The minister had advocated for lifting the ban on girls’ education in Afghanistan and has condemned the group's ban on their education, calling it anti-Islamic.

In Afghanistan, a senior Taliban Minister, Deputy Foreign Minister Mohammad Abbas Stanikzai, has been forced to flee from the country amid fears of arrest. The minister had advocated for lifting the ban on girls’ education in Afghanistan and has condemned the group’s ban on their education, calling it anti-Islamic.

On January 20, during a graduation ceremony in Khost province, near the Afghan-Pakistan border, Stanikzai spoke about opening schools for girls and said that banning their education was not in line with Shariah law. “There is no excuse for this – not now and not in the future. We are being unjust to 20 million people,” Stanikzai said, referring to the Afghanistani women and girls.

“During the time of the prophet Muhammad, the doors of knowledge were open for both men and women. There were such remarkable women that if I were to elaborate on their contributions, it would take a considerable amount of time,” the Afghanistan Minister added.

These comments of the the Minister fueled internal division, forcing the Taliban’s supreme leader, Hibatullah Akhundzada, to order his arrest. Akhundzada also issued a travel ban against him, prohibiting him from entering Afghanistan again.

Following this controversy, Stanikzai went to Dubai, as reported by the news channel Afghanistan International. However, the Taliban leader told the media that he has gone to Dubai for his medical treatment.

Notably, this is not the first time when the leader has raised his voice to support girl education. In 2022, he said that no one has a religious reason that can justify depriving girls of education, calling schools and colleges obligatory for both genders.

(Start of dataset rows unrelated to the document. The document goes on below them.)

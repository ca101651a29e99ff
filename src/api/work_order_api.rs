// ==========================================
// 制造运营管理系统 - 工单 API（存储端）
// ==========================================
// 职责: 远程存储的三个接口语义 + 孤儿工单对账
// - create_work_order: 创建父工单（支持 client_ref 幂等）
// - create_work_order_details: 单事务批量写入明细并标记父工单明细已提交
// - list_schedule_items: 主生产计划目录
// ==========================================

use std::collections::BTreeSet;
use std::sync::Arc;

use chrono::NaiveDateTime;

use crate::api::error::{ApiError, ApiResult};
use crate::domain::credentials::Credentials;
use crate::domain::schedule::ScheduleItem;
use crate::domain::types::WorkOrderStatus;
use crate::domain::work_order::{WorkOrder, WorkOrderDetail};
use crate::repository::{
    RepositoryError, ScheduleItemRepository, WorkOrderDetailRepository, WorkOrderRepository,
};

/// 工单API
pub struct WorkOrderApi {
    work_order_repo: Arc<WorkOrderRepository>,
    detail_repo: Arc<WorkOrderDetailRepository>,
    schedule_repo: Arc<ScheduleItemRepository>,
}

impl WorkOrderApi {
    /// 创建新的WorkOrderApi实例
    pub fn new(
        work_order_repo: Arc<WorkOrderRepository>,
        detail_repo: Arc<WorkOrderDetailRepository>,
        schedule_repo: Arc<ScheduleItemRepository>,
    ) -> Self {
        Self {
            work_order_repo,
            detail_repo,
            schedule_repo,
        }
    }

    fn authorize(credentials: &Credentials) -> ApiResult<()> {
        if credentials.is_blank() {
            return Err(ApiError::Unauthorized("缺少访问令牌".to_string()));
        }
        Ok(())
    }

    // ==========================================
    // 工单接口
    // ==========================================

    /// 创建工单（两阶段保存的第一阶段）
    ///
    /// # 返回
    /// - Ok(String): 工单ID
    /// - Err(ApiError): 校验失败或数据库错误
    ///
    /// # 幂等
    /// 载荷带 client_ref 且该键已落库时，直接返回已有工单ID，不新建记录
    pub fn create_work_order(
        &self,
        credentials: &Credentials,
        work_order: &WorkOrder,
    ) -> ApiResult<String> {
        Self::authorize(credentials)?;

        if work_order.product_manager_id().trim().is_empty() {
            return Err(ApiError::InvalidInput("生产经理ID不能为空".to_string()));
        }
        work_order.check_date_range()?;

        if let Some(client_ref) = work_order.client_ref.as_deref() {
            if let Some(existing) = self.work_order_repo.find_by_client_ref(client_ref)? {
                let existing_id = existing
                    .work_order_id
                    .ok_or_else(|| ApiError::InternalError("已有工单缺少ID".to_string()))?;
                tracing::info!(
                    work_order_id = %existing_id,
                    client_ref = %client_ref,
                    "重复提交，返回已有工单"
                );
                return Ok(existing_id);
            }
        }

        // 新建工单一律 pending，不信任客户端状态
        let mut record = work_order.clone();
        record.status = WorkOrderStatus::Pending;

        let work_order_id = uuid::Uuid::new_v4().to_string();
        let created_at = chrono::Local::now().naive_local();
        match self.work_order_repo.insert(&work_order_id, &record, created_at) {
            Ok(_) => {}
            // 并发重复提交：另一请求先写入了同一 client_ref
            Err(RepositoryError::DuplicateClientRef(msg)) => {
                let client_ref = record.client_ref.as_deref().unwrap_or_default();
                return self
                    .work_order_repo
                    .find_by_client_ref(client_ref)?
                    .and_then(|existing| existing.work_order_id)
                    .ok_or(ApiError::Conflict(msg));
            }
            Err(e) => return Err(e.into()),
        }

        tracing::info!(
            work_order_id = %work_order_id,
            product_manager_id = %record.product_manager_id(),
            date_start = %record.date_start(),
            date_end = %record.date_end(),
            "工单已创建"
        );

        Ok(work_order_id)
    }

    /// 批量创建工单明细（两阶段保存的第二阶段）
    ///
    /// # 校验
    /// - 父工单必须存在，且每行明细都已盖章为该工单
    /// - 主生产计划引用（若有）必须存在于目录中
    ///
    /// # 提交标记
    /// 与明细同一事务写入父工单的 details_committed_at；空批量同样标记。
    /// 对账任务只清理未标记的工单
    ///
    /// # 返回
    /// - Ok(usize): 写入行数
    pub fn create_work_order_details(
        &self,
        credentials: &Credentials,
        work_order_id: &str,
        details: &[WorkOrderDetail],
    ) -> ApiResult<usize> {
        Self::authorize(credentials)?;

        if work_order_id.trim().is_empty() {
            return Err(ApiError::InvalidInput("父工单ID不能为空".to_string()));
        }
        if self.work_order_repo.find_by_id(work_order_id)?.is_none() {
            return Err(ApiError::NotFound(format!("工单{}不存在", work_order_id)));
        }

        let mut references = BTreeSet::new();
        for (idx, detail) in details.iter().enumerate() {
            match detail.work_order_id.as_deref() {
                Some(id) if id == work_order_id => {}
                Some(id) if !id.trim().is_empty() => {
                    return Err(ApiError::InvalidInput(format!(
                        "第{}行明细属于工单{}，与请求的工单{}不一致",
                        idx + 1,
                        id,
                        work_order_id
                    )))
                }
                _ => {
                    return Err(ApiError::InvalidInput(format!(
                        "第{}行明细缺少父工单ID",
                        idx + 1
                    )))
                }
            }
            if let Some(mps_id) = detail.master_production_schedule_id.as_deref() {
                references.insert(mps_id.to_string());
            }
        }

        for mps_id in &references {
            if self.schedule_repo.find_by_id(mps_id)?.is_none() {
                return Err(ApiError::NotFound(format!("主生产计划{}不存在", mps_id)));
            }
        }

        let committed_at = chrono::Local::now().naive_local();
        let ids = self
            .detail_repo
            .insert_batch(work_order_id, details, committed_at)?;

        tracing::info!(
            work_order_id = %work_order_id,
            count = ids.len(),
            "工单明细已批量写入"
        );

        Ok(ids.len())
    }

    /// 查询生产经理的工单列表
    pub fn list_work_orders_of_manager(
        &self,
        credentials: &Credentials,
        product_manager_id: &str,
    ) -> ApiResult<Vec<WorkOrder>> {
        Self::authorize(credentials)?;

        if product_manager_id.trim().is_empty() {
            return Err(ApiError::InvalidInput("生产经理ID不能为空".to_string()));
        }

        Ok(self.work_order_repo.list_by_manager(product_manager_id)?)
    }

    /// 查询工单明细
    pub fn get_work_order_details(
        &self,
        credentials: &Credentials,
        work_order_id: &str,
    ) -> ApiResult<Vec<WorkOrderDetail>> {
        Self::authorize(credentials)?;

        if self.work_order_repo.find_by_id(work_order_id)?.is_none() {
            return Err(ApiError::NotFound(format!("工单{}不存在", work_order_id)));
        }

        Ok(self.detail_repo.find_by_work_order(work_order_id)?)
    }

    // ==========================================
    // 主生产计划接口
    // ==========================================

    /// 查询全部主生产计划
    pub fn list_schedule_items(&self, credentials: &Credentials) -> ApiResult<Vec<ScheduleItem>> {
        Self::authorize(credentials)?;
        Ok(self.schedule_repo.list_all()?)
    }

    /// 维护主生产计划目录（初始化/导入用）
    pub fn upsert_schedule_item(&self, item: &ScheduleItem) -> ApiResult<()> {
        Self::validate_schedule_item(item)?;
        Ok(self.schedule_repo.upsert(item)?)
    }

    /// 批量维护主生产计划目录
    ///
    /// 先校验全部条目再单事务写入；任一条目无效或写入失败则整批不落库
    pub fn upsert_schedule_items(&self, items: &[ScheduleItem]) -> ApiResult<usize> {
        for item in items {
            Self::validate_schedule_item(item)?;
        }

        let count = self.schedule_repo.upsert_batch(items)?;
        tracing::info!(count, "主生产计划目录批量写入完成");
        Ok(count)
    }

    fn validate_schedule_item(item: &ScheduleItem) -> ApiResult<()> {
        if item.mps_id.trim().is_empty() {
            return Err(ApiError::InvalidInput("主生产计划ID不能为空".to_string()));
        }
        if let (Some(start), Some(end)) = (item.date_start, item.date_end) {
            if start > end {
                return Err(ApiError::InvalidInput(format!(
                    "主生产计划{}的日期窗口无效: {} > {}",
                    item.mps_id, start, end
                )));
            }
        }
        Ok(())
    }

    // ==========================================
    // 孤儿工单对账
    // ==========================================

    /// 查询创建时间早于 `created_before` 且明细从未提交的工单
    pub fn find_orphaned_work_orders(
        &self,
        created_before: NaiveDateTime,
    ) -> ApiResult<Vec<WorkOrder>> {
        Ok(self.work_order_repo.find_orphans(created_before)?)
    }

    /// 清理孤儿工单
    ///
    /// # 返回
    /// - Ok(usize): 删除数量
    pub fn cleanup_orphaned_work_orders(&self, created_before: NaiveDateTime) -> ApiResult<usize> {
        let deleted = self.work_order_repo.delete_orphans(created_before)?;
        if deleted > 0 {
            tracing::warn!(
                deleted,
                created_before = %created_before,
                "已清理明细未提交的孤儿工单"
            );
        }
        Ok(deleted)
    }
}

In December 2022, the Taliban regime banned university education for females. InAfghanistan, under the Taliban rule, access to universities for female students remains suspended. In a letter, confirmed by Ziaullah Hashimi, the spokesperson of Afghanistan’s Ministry of Education, all the public and private universities were instructed to suspend access to female students immediately, in compliance with the cabinet decision. 

“You are all informed to immediately implement the mentioned order of suspending female education until further notice,” said a letter signed by Minister of Higher Education Neda Mohammad Nadeem. The letter was addressed to all government and private universities.

Following the Taliban’s takeover of the country, universities were compelled to implement new rules, such as gender-segregated classrooms and entrances. Women were only permitted to be educated by women professors or old men. Girls in Afghanistan already had very limited access to secondary education and a ban imposed on their university education shattered their dreams of pursuing careers of their choice.